Requirement - Set down nothing except the lines starting at the one with "fn first_of_month(date: NaiveDate)" and ending at the final line of the material, each word for word.

Data for this task -
Content starts

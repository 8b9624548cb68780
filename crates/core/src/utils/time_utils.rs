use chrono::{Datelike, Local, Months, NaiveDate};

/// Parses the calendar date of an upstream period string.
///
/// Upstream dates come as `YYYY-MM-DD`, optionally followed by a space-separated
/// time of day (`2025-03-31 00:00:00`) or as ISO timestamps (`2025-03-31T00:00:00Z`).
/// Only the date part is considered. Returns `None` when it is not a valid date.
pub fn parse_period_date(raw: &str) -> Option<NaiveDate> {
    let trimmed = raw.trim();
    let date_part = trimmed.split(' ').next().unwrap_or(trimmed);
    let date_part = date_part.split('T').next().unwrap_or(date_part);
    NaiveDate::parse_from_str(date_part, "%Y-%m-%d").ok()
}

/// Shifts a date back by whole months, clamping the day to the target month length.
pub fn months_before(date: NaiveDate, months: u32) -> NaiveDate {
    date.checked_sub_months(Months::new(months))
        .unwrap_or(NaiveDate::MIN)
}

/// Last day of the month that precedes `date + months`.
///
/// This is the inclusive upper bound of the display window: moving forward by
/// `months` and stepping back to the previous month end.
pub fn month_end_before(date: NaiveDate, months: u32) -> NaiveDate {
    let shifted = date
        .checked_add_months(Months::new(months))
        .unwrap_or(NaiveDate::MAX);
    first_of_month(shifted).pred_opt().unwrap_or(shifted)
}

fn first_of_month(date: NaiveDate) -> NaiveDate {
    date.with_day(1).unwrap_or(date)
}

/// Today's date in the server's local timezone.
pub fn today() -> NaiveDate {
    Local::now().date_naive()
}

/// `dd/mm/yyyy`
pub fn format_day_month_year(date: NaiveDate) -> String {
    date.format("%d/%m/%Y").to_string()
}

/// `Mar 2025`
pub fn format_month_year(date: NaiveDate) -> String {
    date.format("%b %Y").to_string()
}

Content ends

Answer to the exercise -
fn first_of_month(date: NaiveDate) -> NaiveDate {
    date.with_day(1).unwrap_or(date)
}

/// Today's date in the server's local timezone.
pub fn today() -> NaiveDate {
    Local::now().date_naive()
}

/// `dd/mm/yyyy`
pub fn format_day_month_year(date: NaiveDate) -> String {
    date.format("%d/%m/%Y").to_string()
}

/// `Mar 2025`
pub fn format_month_year(date: NaiveDate) -> String {
    date.format("%b %Y").to_string()
}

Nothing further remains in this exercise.